L’Azienda ha informato della situazione la Prefettura e il Sindaco di Taranto e, sul piano interno, ha  provveduto a sospendere la concessione di ferie al personale di guida per il periodo 3-6 Marzo 2018. Inoltre, in caso di particolari criticità, potrebbero essere operate soppressioni parziali di alcune corse delle linee a bassa frequentazione (linee 5-6-9-13- 18), ciò al fine di garantire i collegamenti facenti capo alle periferie di Lama, Talsano, San Vito, Paolo VI e Lido Azzurro. Tanto nell’ottica di contenere al massimo i possibili disagi per la cittadinanza che utilizza l’autobus per i propri spostamenti. Disagi che, laddove dovessero verificarsi, sarebbero indipendenti dall’organizzazione e dalla volontà aziendale”.

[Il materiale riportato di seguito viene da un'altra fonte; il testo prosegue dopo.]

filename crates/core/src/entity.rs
//! Entity trait: identity + continuity across state changes.

/// Entity marker + minimal interface.
///
/// Catalog records and stored quote leads are entities: two records with the
/// same id are the same record, whatever their other fields say.
pub trait Entity {
    /// Strongly-typed entity identifier.
    type Id: Clone + Eq + core::hash::Hash + core::fmt::Debug;

    /// Returns the entity identifier.
    fn id(&self) -> &Self::Id;
}
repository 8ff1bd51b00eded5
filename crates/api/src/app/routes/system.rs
use axum::http::StatusCode;

pub async fn health() -> StatusCode {
    StatusCode::OK
}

Sull’argomento si registra la dura critica del segretario della Uiltrasporti, Carmelo Sasso: “Avevamo da tempo sollecitato la politica sull’argomento, senza esito. Taranto è piena di disoccupati e cassaintegrati che avrebbero potuto assolvere a tutte le esigenze dei seggi e delle liste senza creare disservizi nel trasporto pubblico e sicuramente anche nelle altre società “partecipate”. Noi siamo, come sempre dalla parte di quei lavoratori che invece in quei giorni presteranno il loro servizio puntualmente seppur tra mille difficoltà e tra le probabili proteste dell’utenza. Verso questi ultimi bisognerebbe però iniziare ad avere un po’ più di rispetto!”.